The boot doesnt get that far anymore. Theres no menu, only the early stage BTX loader.


----------



## VladiBG (Dec 13, 2018)

boot with the LiveCD create a directory /tmp/root and mount your freebsd-ufs partition there. Setup your network and make a backup of your files. Then you can reinstall 11.2-RELEASE

EDIT:
After you make a *backup *you can try this (This may be bad advice so try on your own risk)
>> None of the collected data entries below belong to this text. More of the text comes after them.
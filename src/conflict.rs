//! Picks a free file name inside a destination folder.

use crate::error::{OrderlyError, OrderlyResult};
use std::path::{Path, PathBuf};

/// Highest numbered suffix tried before giving up.
pub const MAX_CONFLICT_SUFFIX: u32 = 100_000;

/// Returns `dir/file_name` if nothing exists there, otherwise the first free
/// `stem (n)ext` for n = 1, 2, ...
///
/// The extension is everything from the last dot, so `archive.tar.gz` probes
/// `archive.tar (1).gz`. Names whose only dot is the first character, such as
/// `.bashrc`, have no extension.
pub fn resolve(dir: &Path, file_name: &str) -> OrderlyResult<PathBuf> {
    resolve_with_limit(dir, file_name, MAX_CONFLICT_SUFFIX)
}

/// [`resolve`] with at most `max_suffix` numbered names tried.
pub fn resolve_with_limit(dir: &Path, file_name: &str, max_suffix: u32) -> OrderlyResult<PathBuf> {
    let candidate = dir.join(file_name);
    if !exists(&candidate) {
        return Ok(candidate);
    }

    let (stem, ext) = split_extension(file_name);
    for n in 1..=max_suffix {
        let candidate = dir.join(format!("{stem} ({n}){ext}"));
        if !exists(&candidate) {
            return Ok(candidate);
        }
    }

    Err(OrderlyError::ConflictResolutionExhausted {
        dir: dir.to_path_buf(),
        filename: file_name.to_string(),
    })
}

/// Dangling symlinks count as taken.
fn exists(path: &Path) -> bool {
    path.symlink_metadata().is_ok()
}

/// Splits `name` into stem and extension (with its leading dot).
pub fn split_extension(name: &str) -> (&str, &str) {
    let leading_dots = name.len() - name.trim_start_matches('.').len();
    match name[leading_dots..].rfind('.') {
        Some(dot) => name.split_at(leading_dots + dot),
        None => (name, ""),
    }
}
//! Found files keyed by their file name, for selection and batch actions.

use crate::error::ValidationError;
use std::collections::HashMap;
use std::path::{Path, PathBuf};

/// A found file and the name it is shown and selected by.
#[derive(Debug, Clone, PartialEq, Eq)]
pub struct IndexEntry {
    pub name: String,
    pub path: PathBuf,
}

/// Maps file names (basenames) to the absolute paths found by the latest search.
///
/// Entries iterate in the order they were first inserted. Two matches sharing a
/// basename collapse into one entry: the later path replaces the earlier one but
/// keeps its position. Callers who need every match should keep the search
/// result itself.
#[derive(Debug, Clone, Default)]
pub struct ResultIndex {
    entries: Vec<IndexEntry>,
    positions: HashMap<String, usize>,
}

impl ResultIndex {
    pub fn new() -> Self {
        Self::default()
    }

    /// Builds an index from search matches, in traversal order.
    pub fn build<P: AsRef<Path>>(matches: &[P]) -> Self {
        let mut index = Self::new();
        for path in matches {
            index.insert(path.as_ref().to_path_buf());
        }
        index
    }

    /// Inserts a path under its basename, returning the path it replaced.
    ///
    /// Paths without a file name component are ignored.
    pub fn insert(&mut self, path: PathBuf) -> Option<PathBuf> {
        let name = path.file_name()?.to_string_lossy().into_owned();
        if let Some(&position) = self.positions.get(&name) {
            return Some(std::mem::replace(&mut self.entries[position].path, path));
        }
        self.positions.insert(name.clone(), self.entries.len());
        self.entries.push(IndexEntry { name, path });
        None
    }

    pub fn get(&self, name: &str) -> Option<&Path> {
        self.positions
            .get(name)
            .map(|&position| self.entries[position].path.as_path())
    }

    /// Like [`get`](Self::get), but a missing name is a [`ValidationError::NotFound`].
    pub fn lookup(&self, name: &str) -> Result<&Path, ValidationError> {
        self.get(name)
            .ok_or_else(|| ValidationError::NotFound(name.to_string()))
    }

    pub fn contains(&self, name: &str) -> bool {
        self.positions.contains_key(name)
    }

    pub fn remove(&mut self, name: &str) -> Option<PathBuf> {
        let position = self.positions.remove(name)?;
        let removed = self.entries.remove(position);
        for entry in &self.entries[position..] {
            if let Some(slot) = self.positions.get_mut(&entry.name) {
                *slot -= 1;
            }
        }
        Some(removed.path)
    }

    pub fn clear(&mut self) {
        self.entries.clear();
        self.positions.clear();
    }

    pub fn count(&self) -> usize {
        self.entries.len()
    }

    pub fn is_empty(&self) -> bool {
        self.entries.is_empty()
    }

    pub fn iter(&self) -> impl Iterator<Item = &IndexEntry> {
        self.entries.iter()
    }

    pub fn names(&self) -> impl Iterator<Item = &str> {
        self.entries.iter().map(|entry| entry.name.as_str())
    }
}

impl<'a> IntoIterator for &'a ResultIndex {
    type Item = &'a IndexEntry;
    type IntoIter = std::slice::Iter<'a, IndexEntry>;

    fn into_iter(self) -> Self::IntoIter {
        self.entries.iter()
    }
}

#[cfg(test)]
mod tests {
    use super::*;

    #[test]
    fn test_build_keys_by_basename() {
        let index = ResultIndex::build(&["/x/a.txt", "/y/b.txt"]);

        assert_eq!(index.count(), 2);
        assert_eq!(index.get("a.txt"), Some(Path::new("/x/a.txt")));
        assert_eq!(index.get("b.txt"), Some(Path::new("/y/b.txt")));
    }

    #[test]
    fn test_duplicate_basename_last_writer_wins_in_first_position() {
        let index = ResultIndex::build(&["/r/a/dup.txt", "/r/other.txt", "/r/b/dup.txt"]);

        assert_eq!(index.count(), 2);
        assert_eq!(index.get("dup.txt"), Some(Path::new("/r/b/dup.txt")));
        assert_eq!(index.names().collect::<Vec<_>>(), vec!["dup.txt", "other.txt"]);
    }

    #[test]
    fn test_lookup_missing_is_not_found() {
        let index = ResultIndex::new();
        assert!(matches!(
            index.lookup("nope.txt"),
            Err(ValidationError::NotFound(name)) if name == "nope.txt"
        ));
    }

    #[test]
    fn test_remove_keeps_order_and_positions() {
        let mut index = ResultIndex::build(&["/a/1.txt", "/a/2.txt", "/a/3.txt"]);

        assert_eq!(index.remove("1.txt"), Some(PathBuf::from("/a/1.txt")));
        assert_eq!(index.remove("1.txt"), None);
        assert_eq!(index.names().collect::<Vec<_>>(), vec!["2.txt", "3.txt"]);
        assert_eq!(index.get("3.txt"), Some(Path::new("/a/3.txt")));

        index.insert(PathBuf::from("/b/3.txt"));
        assert_eq!(index.get("3.txt"), Some(Path::new("/b/3.txt")));
        assert_eq!(index.count(), 2);
    }

    #[test]
    fn test_clear_empties_index() {
        let mut index = ResultIndex::build(&["/a/1.txt"]);
        index.clear();
        assert!(index.is_empty());
        assert!(!index.contains("1.txt"));
    }
}
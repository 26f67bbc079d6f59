//! Service layer
//!
//! Infrastructure around the trim core: decoding and file access, output
//! formats, cropping, data URLs and progress reporting.

pub mod compose;
pub mod data_url;
pub mod format;
pub mod io;
pub mod progress;

pub use compose::CropComposer;
pub use data_url::{decode_data_url, encode_png_data_url, validate_mime_type, DataUrl};
pub use format::OutputFormatHandler;
pub use io::ImageIOService;
pub use progress::{
    create_cli_progress_reporter, BatchProcessingStats, BatchProgressReporter,
    BatchProgressUpdate, ConsoleProgressReporter, NoOpProgressReporter, ProcessingStage,
    ProgressReporter, ProgressTracker, ProgressUpdate,
};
boot with the 11.2-RELEASE livecd and setup your network
`dhclient hn0` # or use ifconfig to set your ip address/gateway/dns
`setenv UNAME_r 12.0-RELEASE` # this will trick freebsd-update that we are running 12.0-RELEASE
`mkdir /tmp/root` # create a mount point
`mount /dev/ada6p2 /tmp/root` # mount the root partition from your hard-disk
`freebsd-update -b /tmp/root/ -d /tmp/root/var/db/freebsd-update/ upgrade -r 11.2-RELEASE` # upgrade(downgrade) 12.0-RELEASE to 11.2-RELEASE
`freebsd-update -b /tmp/root/ -d /tmp/root/var/db/freebsd-update/ install` # Install 11.2-RELEASE kernel
Do not reboot run again the install
`freebsd-update -b /tmp/root/ -d /tmp/root/var/db/freebsd-update/ install` # Install 11.2-RELEASE userland
`reboot`


----------



## ahhyes (Dec 13, 2018)

VladiBG said:


> boot with the LiveCD create a directory /tmp/root and mount your freebsd-ufs partition there. Setup your network and make a backup of your files. Then you can reinstall 11.2-RELEASE
> 
> EDIT:
> After you make a *backup *you can try this (This may be bad advice so try on your own risk)
> ...



Thank you 

The update process didnt get as far as installing the userland for 12.0-RELEASE - it screwed up after the first phase which was installing the 12.0 kernel (and I am guessing that phase also "upgraded" the bootloader), reverting that phase would probably be enough to fix the system.


----------



## ahhyes (Dec 13, 2018)

Is it possible this might work (after mounting the disk under /tmp/root):

`freebsd-update -b /tmp/root/ -d /tmp/root/var/db/freebsd-update/ rollback`


----------



## ahhyes (Dec 13, 2018)

ahhyes said:


> Is it possible this might work (after mounting the disk under /tmp/root):
> 
> `freebsd-update -b /tmp/root/ -d /tmp/root/var/db/freebsd-update/ rollback`



Well I answer my own question, it wont work, freebsd-update complains it cant find the rollback dir, so I ran the same command under `truss` and here is the result:





So `truss` reveals what `freebsd-update` is looking for when it tries to rollback.. And the subsequent `find` command I did shows what rollback directories actually exist.. Interestingly the rollback dir has the right date on it for when I did the upgrade, but `freebsd-update` seems to have other ideas on what it wants to look for.. I guess this is the end of the road for me?


----------



## VladiBG (Dec 13, 2018)

Your boot loader shouldn't be changed by freebsd-update. I think that rollback is only for the updates and won't work for major version changes where you also merge some configuration files. But after you cannot boot from the 12.0 livecd then the bootloader from 12.0 is not working for you. You still can manualy update it using
`gpart bootcode -b /boot/pmbr -p /boot/gptboot -i 1 ada#`

edit:
if  everything else fail then just install a fresh copy of 11.2-RELEASE and restore your files from the backup.


----------



## ahhyes (Dec 13, 2018)

VladiBG said:


> Your boot loader shouldn't be changed by freebsd-update. I think that rollback is only for the updates and won't work for major version changes where you also merge some configuration files. But after you cannot boot from the 12.0 livecd then the bootloader from 12.0 is not working for you. You still can manualy update it using
> `gpart bootcode -b /boot/pmbr -p /boot/gptboot -i 1 ada#`
> 
> edit:
> if  everything else fail then just install a fresh copy of 11.2-RELEASE and restore your files from the backup.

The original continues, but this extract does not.